Following the departure of drummer and founding member Bill Berry, the dynamic of the band changed. Buck performed drums on the song; though he admitted he was not adept at playing the instrument, he stated his skill level was sufficient to perform what he referred to as the "Hal Blaine-ish" fills heard on the recording. During the final stages of production for Up in 1998, two days—June 21 and 22—were used to perform audio mixing on the song.

==Composition and lyrics==
"At My Most Beautiful" is performed in the key of F major. There are several main chord progressions in the song: the introduction is Fmaj7–D–G minor, while the verse follows a I–III–IV–II chord sequence and the chorus ascends using a II–III–IV–V progression. In the mix, tubular and sleigh bells are heard in the right channel (with their reverberation reaching into the left), piano and bass guitar (both played in quarter note patterns) as well as bass harmonica are heard in the left, and guitar and Mike Mills' backing vocals are centered. Additional instrumentation includes organ in the chorus and cellos in the song's coda. The notes Michael Stipe sings are typical of the vocalist, focusing on the first, third, and fourth notes of the scale he's performing.

"At My Most Beautiful" was written as a "gift" from Stipe to his bandmates, to indulge their fondness of Pet Sounds.
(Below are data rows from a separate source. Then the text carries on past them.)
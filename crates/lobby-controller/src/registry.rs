//! Connection registry.
//!
//! Tracks every live WebSocket connection and provides the outbound send
//! path. Each connection owns a bounded mpsc channel drained by its socket
//! writer task; sends are fire-and-forget so a slow client can never block
//! the coordinator.

use std::sync::atomic::{AtomicBool, Ordering};
use std::sync::Arc;

use chrono::{DateTime, Utc};
use dashmap::DashMap;
use tokio::sync::mpsc;
use tokio_util::sync::CancellationToken;
use uuid::Uuid;

use crate::protocol::ServerEvent;

/// Outbound queue depth per connection. A client that falls this far behind
/// starts losing events and will be dropped by its own writer task.
const OUTBOUND_CHANNEL_CAPACITY: usize = 64;

/// A live connection as seen by the coordinator.
#[derive(Debug)]
pub struct ConnectionHandle {
    id: Uuid,
    sender: mpsc::Sender<ServerEvent>,
    close: CancellationToken,
    alive: AtomicBool,
    connected_at: DateTime<Utc>,
}

impl ConnectionHandle {
    /// Connection identifier, also the `socketId`/`patientID` on the wire.
    #[must_use]
    pub fn id(&self) -> Uuid {
        self.id
    }

    #[must_use]
    pub fn connected_at(&self) -> DateTime<Utc> {
        self.connected_at
    }

    /// Queues an event for delivery. Fire-and-forget: a full or closed
    /// outbound queue drops the event and logs, it never blocks the caller.
    pub fn send(&self, event: ServerEvent) {
        if !self.is_connected() {
            tracing::debug!(
                target: "lobby.registry",
                connection_id = %self.id,
                "dropping event for closed connection"
            );
            return;
        }
        if let Err(e) = self.sender.try_send(event) {
            tracing::warn!(
                target: "lobby.registry",
                connection_id = %self.id,
                error = %e,
                "outbound queue rejected event"
            );
        }
    }

    /// Asks the connection's writer task to close the socket. Any events
    /// already queued are delivered first.
    pub fn disconnect(&self) {
        self.close.cancel();
    }

    /// Token the writer task waits on for server-initiated closes.
    #[must_use]
    pub fn close_token(&self) -> CancellationToken {
        self.close.clone()
    }

    /// True until the socket task exits or a close is requested.
    #[must_use]
    pub fn is_connected(&self) -> bool {
        self.alive.load(Ordering::Acquire) && !self.close.is_cancelled()
    }

    /// Marks the connection dead. Called by the socket task on exit.
    pub fn mark_closed(&self) {
        self.alive.store(false, Ordering::Release);
    }
}

/// Registry of live connections, shared between the server and coordinator.
#[derive(Debug, Default)]
pub struct ConnectionRegistry {
    connections: DashMap<Uuid, Arc<ConnectionHandle>>,
}

impl ConnectionRegistry {
    #[must_use]
    pub fn new() -> Self {
        Self::default()
    }

    /// Registers a new connection, returning its handle and the receiving
    /// end of its outbound queue for the socket writer task.
    pub fn register(&self) -> (Arc<ConnectionHandle>, mpsc::Receiver<ServerEvent>) {
        let (sender, receiver) = mpsc::channel(OUTBOUND_CHANNEL_CAPACITY);
        let handle = Arc::new(ConnectionHandle {
            id: Uuid::new_v4(),
            sender,
            close: CancellationToken::new(),
            alive: AtomicBool::new(true),
            connected_at: Utc::now(),
        });
        self.connections.insert(handle.id, Arc::clone(&handle));
        tracing::debug!(
            target: "lobby.registry",
            connection_id = %handle.id,
            total = self.connections.len(),
            "connection registered"
        );
        (handle, receiver)
    }

    #[must_use]
    pub fn get(&self, id: Uuid) -> Option<Arc<ConnectionHandle>> {
        self.connections.get(&id).map(|entry| Arc::clone(&entry))
    }

    /// Removes a connection after its socket task exits.
    pub fn remove(&self, id: Uuid) {
        if let Some((_, handle)) = self.connections.remove(&id) {
            handle.mark_closed();
            tracing::debug!(
                target: "lobby.registry",
                connection_id = %id,
                total = self.connections.len(),
                "connection removed"
            );
        }
    }

    /// Queues an event for a connection if it is still live.
    pub fn send_to(&self, id: Uuid, event: ServerEvent) {
        if let Some(handle) = self.get(id) {
            handle.send(event);
        }
    }

    /// True if the connection is registered and its socket is open.
    #[must_use]
    pub fn is_connected(&self, id: Uuid) -> bool {
        self.get(id).is_some_and(|handle| handle.is_connected())
    }

    #[must_use]
    pub fn len(&self) -> usize {
        self.connections.len()
    }

    #[must_use]
    pub fn is_empty(&self) -> bool {
        self.connections.is_empty()
    }
}

#[cfg(test)]
#[allow(clippy::unwrap_used, clippy::expect_used)]
mod tests {
    use super::*;

    #[tokio::test]
    async fn test_register_and_send() {
        let registry = ConnectionRegistry::new();
        let (handle, mut receiver) = registry.register();
        assert_eq!(registry.len(), 1);
        assert!(registry.is_connected(handle.id()));

        handle.send(ServerEvent::Pong { timestamp: 0 });
        let event = receiver.recv().await.unwrap();
        assert!(matches!(event, ServerEvent::Pong { .. }));
    }

    #[tokio::test]
    async fn test_send_to_unknown_connection_is_noop() {
        let registry = ConnectionRegistry::new();
        // Must not panic or block.
        registry.send_to(
            Uuid::new_v4(),
            ServerEvent::Waiting {
                message: "Please wait in the lobby.".to_string(),
                patient_id: Uuid::new_v4(),
            },
        );
        assert!(!registry.is_connected(Uuid::new_v4()));
    }

    #[tokio::test]
    async fn test_disconnect_cancels_close_token() {
        let registry = ConnectionRegistry::new();
        let (handle, _receiver) = registry.register();
        let token = handle.close_token();
        assert!(!token.is_cancelled());

        handle.disconnect();
        assert!(token.is_cancelled());
        assert!(!handle.is_connected());
    }

    #[tokio::test]
    async fn test_remove_marks_closed() {
        let registry = ConnectionRegistry::new();
        let (handle, _receiver) = registry.register();
        let id = handle.id();

        registry.remove(id);
        assert!(registry.get(id).is_none());
        assert!(!handle.is_connected());
        assert!(registry.is_empty());
    }

    #[tokio::test]
    async fn test_full_queue_drops_instead_of_blocking() {
        let registry = ConnectionRegistry::new();
        let (handle, _receiver) = registry.register();
        // Never read the receiver; pushing past capacity must not block.
        for _ in 0..(OUTBOUND_CHANNEL_CAPACITY + 8) {
            handle.send(ServerEvent::Pong { timestamp: 0 });
        }
    }
}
Commenting on the song's musical similarities to the work of the Beach Boys in his book Inside Classic Rock Tracks, Rikki Rooksby wrote that "At My Most Beautiful" was "a tribute to that sound, at once conveying something of R.E.M. and Brian Wilson. In other words, it's not so much like The Beach Boys that it's a pastiche, but sufficiently like them to be a musical homage." He states that the song's use of an F chord with an A bass note in the verse follows the example of Brian Wilson's use of inversions on his band's Pet Sounds album, and that the cellos at the end heightens the section's resemblance to the Beach Boys' "Good Vibrations".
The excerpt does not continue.